In order to restore the rule of law and the credibility of the American justice system, there must be a thorough investigation of those who ordered and authorized the Bush administration's torture policies. Torture is a crime, and the fact that crimes were committed during the interrogations of detainees can no longer be doubted or debated. Despite the voluminous evidence that senior Bush administration officials authorized torture, the only people who have been held accountable for this maltreatment of prisoners are low-ranking soldiers. President Obama has said that no one is above the law, and Attorney General Eric Holder has said that the Department of Justice will follow the facts wherever they lead. It's time to hold them to their word.Until the guilty parties are held accountable and justice is done, the government will just get more and more closed and corrupt. Obama, if he is not making it better, is making it worse. This political system tends gradually toward an imperial presidency.

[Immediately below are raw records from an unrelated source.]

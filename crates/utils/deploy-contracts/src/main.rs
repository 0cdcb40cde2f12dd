//! # Contract Deployment Utility
//!
//! Deploys a compiled contract artifact to a development node over JSON-RPC.
//!
//! ## Usage
//!
//! ```bash
//! cargo run --package deploy-contracts --bin deploy_contracts -- build/contracts/UserProfile.json
//! ```
//!
//! The program will:
//! 1. Read `RPC_URL` (and optionally `DEPLOYER_ADDRESS`) from the environment
//! 2. Load the artifact and its creation bytecode
//! 3. Submit the creation transaction from the deployer account
//! 4. Poll for the receipt and print the deployed address
//!
//! The node signs the transaction: this targets a development chain with
//! unlocked accounts, the same workflow that produced the artifacts'
//! `networks` maps. No private key ever touches this utility.

use std::env;
use std::fs;
use std::time::Duration;

use anyhow::{anyhow, bail, Context, Result};
use serde::Deserialize;
use serde_json::{json, Value};

const DEFAULT_RPC_URL: &str = "http://127.0.0.1:8545";
const DEFAULT_ARTIFACT: &str = "build/contracts/UserProfile.json";

/// Development-chain block gas limit; creation transactions fit well below it.
const DEPLOY_GAS: &str = "0x6691b7";

const RECEIPT_POLL_INTERVAL: Duration = Duration::from_secs(1);
const RECEIPT_POLL_ATTEMPTS: u32 = 30;

/// The slice of a Truffle-style artifact this utility needs.
#[derive(Debug, Deserialize)]
struct Artifact {
    #[serde(rename = "contractName", default)]
    contract_name: String,
    bytecode: String,
}

#[tokio::main]
async fn main() -> Result<()> {
    dotenvy::dotenv().ok();

    let rpc_url = env::var("RPC_URL").unwrap_or_else(|_| DEFAULT_RPC_URL.to_string());
    let artifact_path = env::args()
        .nth(1)
        .unwrap_or_else(|| DEFAULT_ARTIFACT.to_string());

    println!("============================================");
    println!("  Contract Deployment Utility");
    println!("============================================");
    println!();
    println!("RPC endpoint: {}", rpc_url);
    println!("Artifact:     {}", artifact_path);
    println!();

    let raw = fs::read_to_string(&artifact_path)
        .with_context(|| format!("failed to read artifact {}", artifact_path))?;
    let artifact: Artifact = serde_json::from_str(&raw)
        .with_context(|| format!("invalid artifact {}", artifact_path))?;
    if artifact.bytecode.trim_start_matches("0x").is_empty() {
        bail!("artifact {} carries no creation bytecode", artifact_path);
    }

    let client = reqwest::Client::new();

    let deployer = match env::var("DEPLOYER_ADDRESS") {
        Ok(address) => address,
        Err(_) => first_unlocked_account(&client, &rpc_url).await?,
    };
    println!("Deployer:     {}", deployer);

    let params = deployment_params(&deployer, &artifact.bytecode);
    let tx_hash = rpc_call(&client, &rpc_url, "eth_sendTransaction", params)
        .await?
        .as_str()
        .map(str::to_string)
        .ok_or_else(|| anyhow!("node returned a malformed transaction hash"))?;
    println!("Transaction:  {}", tx_hash);
    println!();
    println!("Waiting for the deployment receipt...");

    let address = await_contract_address(&client, &rpc_url, &tx_hash).await?;
    println!();
    println!("{} deployed at: {}", artifact.contract_name, address);

    Ok(())
}

/// Parameters for the creation transaction.
fn deployment_params(from: &str, bytecode: &str) -> Value {
    let data = if bytecode.starts_with("0x") {
        bytecode.to_string()
    } else {
        format!("0x{}", bytecode)
    };
    json!([{
        "from": from,
        "data": data,
        "gas": DEPLOY_GAS,
    }])
}

/// One JSON-RPC call; unwraps `result` or surfaces the node's error object.
async fn rpc_call(
    client: &reqwest::Client,
    url: &str,
    method: &str,
    params: Value,
) -> Result<Value> {
    let response: Value = client
        .post(url)
        .json(&json!({
            "jsonrpc": "2.0",
            "id": 1,
            "method": method,
            "params": params,
        }))
        .send()
        .await
        .with_context(|| format!("{} request failed", method))?
        .error_for_status()
        .with_context(|| format!("{} returned an HTTP error", method))?
        .json()
        .await
        .with_context(|| format!("{} returned malformed JSON", method))?;

    if let Some(error) = response.get("error") {
        bail!("{} failed: {}", method, error);
    }
    response
        .get("result")
        .cloned()
        .ok_or_else(|| anyhow!("{} returned no result", method))
}

async fn first_unlocked_account(client: &reqwest::Client, url: &str) -> Result<String> {
    let accounts = rpc_call(client, url, "eth_accounts", json!([])).await?;
    accounts
        .as_array()
        .and_then(|list| list.first())
        .and_then(Value::as_str)
        .map(str::to_string)
        .ok_or_else(|| anyhow!("node exposes no unlocked accounts; set DEPLOYER_ADDRESS"))
}

/// Poll for the transaction receipt and pull the deployed address out of it.
async fn await_contract_address(
    client: &reqwest::Client,
    url: &str,
    tx_hash: &str,
) -> Result<String> {
    for _ in 0..RECEIPT_POLL_ATTEMPTS {
        let receipt = rpc_call(client, url, "eth_getTransactionReceipt", json!([tx_hash])).await?;
        if receipt.is_null() {
            tokio::time::sleep(RECEIPT_POLL_INTERVAL).await;
            continue;
        }

        if receipt.get("status").and_then(Value::as_str) == Some("0x0") {
            bail!("deployment transaction {} reverted", tx_hash);
        }
        return receipt
            .get("contractAddress")
            .and_then(Value::as_str)
            .map(str::to_string)
            .ok_or_else(|| anyhow!("receipt for {} carries no contract address", tx_hash));
    }
    bail!(
        "no receipt for {} after {} attempts; is the node mining?",
        tx_hash,
        RECEIPT_POLL_ATTEMPTS
    )
}

#[cfg(test)]
mod tests {
    use super::*;

    #[test]
    fn test_deployment_params_prefixes_bytecode() {
        let params = deployment_params("0xAbCd", "6080604052");
        assert_eq!(params[0]["from"], "0xAbCd");
        assert_eq!(params[0]["data"], "0x6080604052");
        assert_eq!(params[0]["gas"], DEPLOY_GAS);
    }

    #[test]
    fn test_deployment_params_keeps_existing_prefix() {
        let params = deployment_params("0xAbCd", "0x6080604052");
        assert_eq!(params[0]["data"], "0x6080604052");
    }

    #[test]
    fn test_artifact_parses() {
        let artifact: Artifact = serde_json::from_str(
            r#"{"contractName": "UserProfile", "abi": [], "bytecode": "0x6080"}"#,
        )
        .unwrap();
        assert_eq!(artifact.contract_name, "UserProfile");
        assert_eq!(artifact.bytecode, "0x6080");
    }
}
//! Brewify Marketplace Web App - Leptos Frontend
//!
//! Router plus the wallet context shared by every page.

use leptos::prelude::*;
use leptos_router::{
    components::{A, Route, Router, Routes},
    path,
};

use crate::components::Navbar;
use crate::pages::{MarketPage, MintingPage, RolesPage};
use crate::state::wallet::provide_wallet_context;

#[component]
pub fn App() -> impl IntoView {
    // One wallet context for the whole app; this also subscribes to the
    // provider's account/chain notifications until the app is torn down.
    provide_wallet_context();

    view! {
        <Router>
            <div class="app-container">
                <Navbar/>
                <Routes fallback=|| view! { <NotFound/> }>
                    <Route path=path!("/") view=MarketPage/>
                    <Route path=path!("/roles") view=RolesPage/>
                    <Route path=path!("/farmer/minting") view=MintingPage/>
                </Routes>
            </div>
        </Router>
    }
}

#[component]
fn NotFound() -> impl IntoView {
    view! {
        <div class="app-container" style="display: flex; justify-content: center; align-items: center; min-height: calc(100vh - 60px);">
            <div class="card" style="max-width: 500px; text-align: center;">
                <h1 style="margin-bottom: 16px; font-size: 32px; font-weight: 700;">"404 - Page Not Found"</h1>
                <p style="color: #666666; margin-bottom: 24px;">"The page you're looking for doesn't exist."</p>
                <A href="/">
                    <span class="btn" style="margin-top: 20px; display: inline-block;">
                        "Back to the Marketplace"
                    </span>
                </A>
            </div>
        </div>
    }
}
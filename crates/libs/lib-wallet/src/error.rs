//! Wallet session error kinds.
//!
//! Every failure is terminal for the call that produced it; nothing in
//! this library retries. Consumers convert these into user-facing notices.

use thiserror::Error;

/// Failures surfaced by the wallet session manager.
#[derive(Debug, Clone, PartialEq, Eq, Error)]
pub enum WalletError {
    /// No injected wallet capability exists in the host environment.
    #[error("no wallet provider found in this environment")]
    ProviderUnavailable,

    /// The wallet approved the request but returned an empty account list.
    #[error("wallet returned no accounts")]
    NoAccounts,

    /// The user rejected the request, or the provider itself failed it.
    #[error("wallet connection failed: {0}")]
    ConnectFailed(String),

    /// A connect call is already suspended in the wallet's approval UI.
    #[error("a wallet connection is already in progress")]
    ConnectInProgress,
}

/// Convenience type alias for `Result<T, WalletError>`.
pub type Result<T> = std::result::Result<T, WalletError>;
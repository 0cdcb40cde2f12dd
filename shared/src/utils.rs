//! # Shared Utility Functions
//!
//! Common utility functions used across the marketplace front-end and the
//! deployment tooling.
//!
//! ## Address Formatting
//!
//! Functions for formatting hex wallet addresses for display:
//! - [`format_address`] - Format address with ellipsis (first N and last M characters)
//! - [`truncate_address`] - Alias for `format_address` with default parameters
//!
//! ## Usage
//!
//! ```rust
//! use shared::utils::format_address;
//!
//! let address = "0x4A1628B149b78F4b04820f5fe9B29b2F30c0cA46";
//! let formatted = format_address(address, 6, 4);
//! assert_eq!(formatted, "0x4A16...cA46");
//! ```

/// Format a wallet address by showing the first `prefix_len` and last `suffix_len` characters.
///
/// If the address is shorter than `prefix_len + suffix_len`, it is returned as-is.
///
/// # Arguments
///
/// * `address` - The wallet address to format
/// * `prefix_len` - Number of characters to show at the start
/// * `suffix_len` - Number of characters to show at the end
///
/// # Examples
///
/// ```rust
/// use shared::utils::format_address;
///
/// let addr = "0x4A1628B149b78F4b04820f5fe9B29b2F30c0cA46";
/// assert_eq!(format_address(addr, 6, 4), "0x4A16...cA46");
/// assert_eq!(format_address(addr, 10, 8), "0x4A1628B1...30c0cA46");
/// assert_eq!(format_address("0xabc", 6, 4), "0xabc");
/// ```
pub fn format_address(address: &str, prefix_len: usize, suffix_len: usize) -> String {
    let address_len = address.len();

    // Return early if address is too short to truncate meaningfully
    // Also guard against individual lengths exceeding address length to prevent panics
    if address_len <= prefix_len + suffix_len
        || prefix_len >= address_len
        || suffix_len >= address_len
    {
        return address.to_string();
    }

    // Safe to slice: we've verified prefix_len and suffix_len are within bounds
    // Hex addresses are ASCII-only, so byte indexing is character indexing
    let prefix = &address[..prefix_len];
    let suffix = &address[address_len - suffix_len..];

    format!("{}...{}", prefix, suffix)
}

/// Format a wallet address with a default 6-character prefix (covering the
/// `0x` tag) and 4-character suffix.
///
/// # Examples
///
/// ```rust
/// use shared::utils::truncate_address;
///
/// let addr = "0x4A1628B149b78F4b04820f5fe9B29b2F30c0cA46";
/// assert_eq!(truncate_address(addr), "0x4A16...cA46");
/// ```
pub fn truncate_address(address: &str) -> String {
    format_address(address, 6, 4)
}

#[cfg(test)]
mod tests {
    use super::*;

    #[test]
    fn test_format_address() {
        let addr = "0x4A1628B149b78F4b04820f5fe9B29b2F30c0cA46";
        assert_eq!(format_address(addr, 6, 4), "0x4A16...cA46");
        assert_eq!(format_address(addr, 10, 8), "0x4A1628B1...30c0cA46");
        assert_eq!(format_address(addr, 2, 2), "0x...46");
    }

    #[test]
    fn test_format_address_short() {
        assert_eq!(format_address("0xabc", 6, 4), "0xabc");
        assert_eq!(format_address("abc", 4, 4), "abc");
    }

    #[test]
    fn test_truncate_address() {
        let addr = "0x4A1628B149b78F4b04820f5fe9B29b2F30c0cA46";
        assert_eq!(truncate_address(addr), "0x4A16...cA46");
    }
}
//! Application-wide error type for the marketplace front-end.
//!
//! Every failure a page can hit collapses into two buckets: wallet session
//! failures (re-exported from `lib-wallet`) and upstream call failures
//! (uploads and contract calls, including a receipt that lacks an expected
//! event). All of them end up as a toast notice; none propagate further.

use lib_wallet::WalletError;
use thiserror::Error;

#[derive(Debug, Clone, Error)]
pub enum AppError {
    /// Wallet session failure (provider missing, rejection, no accounts).
    #[error("{0}")]
    Wallet(#[from] WalletError),

    /// Generic bucket for any failed upload or contract call, including
    /// missing expected event data in a transaction receipt.
    #[error("upstream call failed: {0}")]
    Upstream(String),
}

/// Convenience type alias for `Result<T, AppError>`.
pub type Result<T> = std::result::Result<T, AppError>;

Although he has not been intelligent, resourceful, cunning, or creative enough to find a way to close Guantanamo Bay, President Obama has sought to leave some avenues open for future action. The indefinite detention of people without charge or trial is a gross violation of human rights under the US Constitution as well as the Universal Declaration of Human Rights. Unconventional solutions are better than the status quo. If they cannot be returned to their home countries, airdrop them back into the rural Afghanistan where they were found, or Iraq, or Turkmenistan, or tag them and release them in Guam, the Antarctic Research Station, Brunei, or somewhere. Obama must be afraid of the political costs of freeing illegally held people.
1 comment:
Your suggestions in the concluding paragraph made me laugh uncontrollably, not that it detracts from the seriousness of your main point. You nailed it.